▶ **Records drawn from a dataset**

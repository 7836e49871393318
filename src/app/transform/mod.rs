//! Transform-Interaktion: Zeiger-Zustandsautomat `Idle → Dragging(mode) → Idle`
//! für ein aktives Feature.
//!
//! Die Live-Geometrie gehört dem Feature in der `FeatureMap`. Die Interaktion
//! hält nur die Identität plus einen eigenen Snapshot vom Drag-Start.

pub mod drag;
pub mod handles;

use glam::DVec2;

use super::events::EventBus;
use crate::core::{Extent, FeatureId, FeatureMap, Geometry, PointerEvent};
use crate::shared::options::TransformOptions;

pub use handles::{AxisConstraint, CursorHint, Handle, HandleKind};

/// Drag-Modus einer Geste
#[derive(Debug, Clone, Copy, PartialEq, Eq)]
pub enum TransformMode {
    Translate,
    Rotate,
    Scale,
}

impl HandleKind {
    /// Drag-Modus, den das Handle startet.
    pub fn mode(&self) -> TransformMode {
        match self {
            HandleKind::Scale { .. } | HandleKind::Stretch { .. } => TransformMode::Scale,
            HandleKind::Rotate => TransformMode::Rotate,
            HandleKind::Translate => TransformMode::Translate,
        }
    }
}

/// Events der Transform-Interaktion
#[derive(Debug, Clone, PartialEq)]
pub enum TransformEvent {
    /// Aktives Feature gewechselt (`None` = keins)
    Select { feature: Option<FeatureId> },
    Start {
        mode: TransformMode,
        feature: FeatureId,
    },
    /// Inkrementeller Versatz seit dem letzten Drag-Event
    Translating { feature: FeatureId, delta: DVec2 },
    /// Gesamtwinkel seit Drag-Start (Radiant)
    Rotating { feature: FeatureId, angle: f64 },
    /// Gesamtfaktoren seit Drag-Start
    Scaling { feature: FeatureId, scale: DVec2 },
    /// Geste beendet; `old_geometry` ist der Stand vor dem Drag
    End {
        mode: TransformMode,
        feature: FeatureId,
        old_geometry: Geometry,
    },
}

/// Ergebnis einer abgeschlossenen Geste (für Commit in den Verlauf).
#[derive(Debug, Clone, PartialEq)]
pub struct DragOutcome {
    pub feature: FeatureId,
    pub mode: TransformMode,
    pub old_geometry: Geometry,
}

/// Zustand einer laufenden Geste.
#[derive(Debug, Clone)]
struct DragSession {
    feature: FeatureId,
    handle: HandleKind,
    start: DVec2,
    last: DVec2,
    start_geometry: Geometry,
    corners: [DVec2; 4],
    center: DVec2,
    /// Drehpunkt: Stützpunkt-Schwerpunkt, bleibt über mehrere Gesten stabil
    rotation_pivot: DVec2,
}

/// Zeiger-gesteuerte Manipulation eines Features über Handles.
#[derive(Debug)]
pub struct TransformInteraction {
    options: TransformOptions,
    active: bool,
    feature: Option<FeatureId>,
    is_point: bool,
    /// Erlaubte Layer; `None` = alle sichtbaren
    layers: Option<Vec<String>>,
    drag: Option<DragSession>,
    cursor: CursorHint,
    pub events: EventBus<TransformEvent>,
}
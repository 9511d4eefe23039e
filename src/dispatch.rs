use std::collections::{HashSet, VecDeque};

use log::{debug, warn};
use tokio::sync::{mpsc, oneshot};

use crate::error::ClientError;
use crate::resp::{encode_command, MessageBuffer, RespValue};

/// Commands a client may still issue while in subscribed mode.
const SUBSCRIBED_ALLOWED_COMMANDS: [&str; 9] = [
    "subscribe",
    "ssubscribe",
    "psubscribe",
    "unsubscribe",
    "sunsubscribe",
    "punsubscribe",
    "ping",
    "reset",
    "quit",
];

fn allowed_while_subscribed(command: &str) -> bool {
    SUBSCRIBED_ALLOWED_COMMANDS
        .iter()
        .any(|allowed| command.eq_ignore_ascii_case(allowed))
}

pub type ReplySender = oneshot::Sender<Result<RespValue, ClientError>>;

/// A command written to the socket whose reply has not yet arrived.
/// `command: None` marks the connection handshake, which has no
/// user-visible command string.
struct PendingCommand {
    command: Option<String>,
    parameters: Vec<String>,
    reply: ReplySender,
}

/// Out-of-band notifications surfaced to the caller, mirroring the
/// connection's `ready`/`message`/`pmessage`/`invalidate`/`error`/`end`/
/// `close` events.
#[derive(Debug, Clone, PartialEq)]
pub enum ClientEvent {
    /// Handshake completed; carries the server's hello reply map.
    Ready(RespValue),
    /// Pub/sub message on a subscribed channel.
    Message { channel: String, payload: RespValue },
    /// Pub/sub message delivered through a pattern subscription.
    PatternMessage {
        pattern: String,
        channel: String,
        payload: RespValue,
    },
    /// Client-side caching invalidation; the listed keys must be dropped
    /// from any local cache.
    Invalidate(Vec<String>),
    /// Transport or protocol failure; the connection is going down.
    Error(String),
    /// Peer closed its write side.
    End,
    Close { had_error: bool },
}

/// Per-connection protocol state machine. Owns the pending-command FIFO,
/// classifies every decoded value as a reply or a push, tracks the
/// subscribed-mode state, and gates commands before any bytes are written.
///
/// The dispatcher never touches a socket; the connection task feeds it
/// inbound bytes and writes whatever `submit`/`start_handshake` return.
/// Each connection owns exactly one dispatcher, so no state is shared
/// across connections.
pub struct Dispatcher {
    buffer: MessageBuffer,
    pending: VecDeque<PendingCommand>,
    ready: bool,
    subscribed: bool,
    subscribed_channels: HashSet<String>,
    events: mpsc::UnboundedSender<ClientEvent>,
}

impl Dispatcher {
    pub fn new(events: mpsc::UnboundedSender<ClientEvent>) -> Self {
        Self {
            buffer: MessageBuffer::new(),
            pending: VecDeque::new(),
            ready: false,
            subscribed: false,
            subscribed_channels: HashSet::new(),
            events,
        }
    }

    pub fn ready(&self) -> bool {
        self.ready
    }

    pub fn subscribed(&self) -> bool {
        self.subscribed
    }

    pub fn subscribed_channels(&self) -> &HashSet<String> {
        &self.subscribed_channels
    }

    pub fn pending_len(&self) -> usize {
        self.pending.len()
    }

    /// Enqueues the handshake entry and returns the protocol-negotiation
    /// request selecting RESP protocol version 3.
    pub fn start_handshake(&mut self) -> Vec<u8> {
        let (reply, _discard) = oneshot::channel();
        self.pending.push_back(PendingCommand {
            command: None,
            parameters: Vec::new(),
            reply,
        });
        encode_command("HELLO", &["3"])
    }

    /// Gates, encodes, and enqueues one command. Returns the bytes to
    /// write, or `None` when the command was rejected by the subscribed-
    /// mode gate (the reply sender has then already been consumed and
    /// nothing may be written).
    pub fn submit(
        &mut self,
        command: String,
        parameters: Vec<String>,
        reply: ReplySender,
    ) -> Option<Vec<u8>> {
        if self.subscribed && !allowed_while_subscribed(&command) {
            debug!("gate rejected command {} while subscribed", command);
            let _ = reply.send(Err(ClientError::UnexpectedCommand { command }));
            return None;
        }
        let bytes = encode_command(&command, &parameters);
        self.pending.push_back(PendingCommand {
            command: Some(command),
            parameters,
            reply,
        });
        Some(bytes)
    }

    /// Feeds inbound socket bytes through the decoder and dispatches every
    /// value that completed. A decode error or a reply arriving against an
    /// empty pending queue is fatal for the connection.
    pub fn ingest(&mut self, data: &[u8]) -> Result<(), ClientError> {
        self.buffer.add_data(data);
        loop {
            match self.buffer.try_decode() {
                Ok(Some(value)) => self.dispatch(value)?,
                Ok(None) => return Ok(()),
                Err(e) => return Err(ClientError::Protocol(e.to_string())),
            }
        }
    }

    fn dispatch(&mut self, value: RespValue) -> Result<(), ClientError> {
        if let RespValue::Push(items) = value {
            self.route_push(items);
            return Ok(());
        }
        // Replies resolve strictly in write order; the peer answering a
        // command we never sent is a framing bug or peer misbehavior.
        let pending = self.pending.pop_front().ok_or_else(|| {
            ClientError::Protocol("reply received with no pending command".to_string())
        })?;
        // The handshake entry has no caller awaiting it; a server that
        // rejects HELLO (e.g. a RESP2-only peer answering -NOPROTO)
        // leaves the connection unusable, so the rejection is fatal
        // instead of being routed into the discarded handshake reply.
        if !self.ready && pending.command.is_none() {
            if let RespValue::Error(message) = value {
                return Err(ClientError::Protocol(format!(
                    "handshake rejected: {}",
                    message
                )));
            }
        }
        if !self.ready && is_handshake_reply(&value) {
            self.ready = true;
            let _ = self.events.send(ClientEvent::Ready(value.clone()));
            let _ = pending.reply.send(Ok(value));
            return Ok(());
        }
        match value {
            RespValue::Error(message) => {
                let _ = pending.reply.send(Err(ClientError::Server(message)));
            }
            other => {
                let _ = pending.reply.send(Ok(other));
            }
        }
        Ok(())
    }

    /// Routes one push message. Pushes are never correlated with pending
    /// commands, so pipelined replies stay aligned no matter where a push
    /// interleaves.
    fn route_push(&mut self, items: Vec<RespValue>) {
        let mut items = items.into_iter();
        let kind = match items.next() {
            Some(RespValue::Text(kind)) => kind,
            other => {
                warn!("push message without a text kind: {:?}", other);
                return;
            }
        };
        match kind.as_str() {
            "message" => {
                let channel = match items.next().as_ref().and_then(RespValue::as_text) {
                    Some(channel) => channel.to_string(),
                    None => {
                        warn!("message push without channel");
                        return;
                    }
                };
                let payload = items.next().unwrap_or(RespValue::Null);
                let _ = self.events.send(ClientEvent::Message { channel, payload });
            }
            "pmessage" => {
                let pattern = match items.next().as_ref().and_then(RespValue::as_text) {
                    Some(pattern) => pattern.to_string(),
                    None => {
                        warn!("pmessage push without pattern");
                        return;
                    }
                };
                let channel = match items.next().as_ref().and_then(RespValue::as_text) {
                    Some(channel) => channel.to_string(),
                    None => {
                        warn!("pmessage push without channel");
                        return;
                    }
                };
                let payload = items.next().unwrap_or(RespValue::Null);
                let _ = self.events.send(ClientEvent::PatternMessage {
                    pattern,
                    channel,
                    payload,
                });
            }
            "invalidate" => {
                // A null payload means the server flushed everything it
                // was tracking; surfaced as an empty key list.
                let keys = match items.next() {
                    Some(RespValue::Array(keys)) => keys
                        .iter()
                        .filter_map(|key| key.as_text().map(str::to_string))
                        .collect(),
                    _ => Vec::new(),
                };
                let _ = self.events.send(ClientEvent::Invalidate(keys));
            }
            "subscribe" | "ssubscribe" | "psubscribe" => {
                self.apply_subscription_ack(true, items.next(), items.next());
            }
            "unsubscribe" | "sunsubscribe" | "punsubscribe" => {
                self.apply_subscription_ack(false, items.next(), items.next());
            }
            other => {
                debug!("ignoring push of kind {}", other);
            }
        }
    }

    fn apply_subscription_ack(
        &mut self,
        subscribing: bool,
        channel: Option<RespValue>,
        count: Option<RespValue>,
    ) {
        let channel = match channel.as_ref().and_then(RespValue::as_text) {
            Some(channel) => channel.to_string(),
            None => {
                warn!("subscription ack without channel");
                return;
            }
        };
        let count = match count.as_ref().and_then(RespValue::as_integer) {
            Some(count) => count,
            None => {
                warn!("subscription ack without channel count");
                return;
            }
        };
        if subscribing {
            self.subscribed_channels.insert(channel);
            if count > 0 {
                self.subscribed = true;
            }
        } else {
            self.subscribed_channels.remove(&channel);
            if count == 0 {
                self.subscribed = false;
            }
        }
    }

    /// Rejects every outstanding command so no caller is left waiting
    /// after the connection goes down.
    pub fn fail_all(&mut self) {
        for pending in self.pending.drain(..) {
            if let Some(command) = &pending.command {
                debug!(
                    "rejecting pending command {} {:?}: connection closed",
                    command, pending.parameters
                );
            }
            let _ = pending.reply.send(Err(ClientError::ConnectionClosed));
        }
    }

    pub fn emit(&self, event: ClientEvent) {
        let _ = self.events.send(event);
    }
}

fn is_handshake_reply(value: &RespValue) -> bool {
    let has_server = value
        .map_get("server")
        .and_then(RespValue::as_text)
        .is_some();
    let proto = value.map_get("proto").and_then(RespValue::as_integer);
    has_server && proto == Some(3)
}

▶ **Work order**
Lines in the data that hold "state" must be located and copied.

▶ **Solved exercise**
/// Per-connection protocol state machine. Owns the pending-command FIFO,
/// subscribed-mode state, and gates commands before any bytes are written.
/// Each connection owns exactly one dispatcher, so no state is shared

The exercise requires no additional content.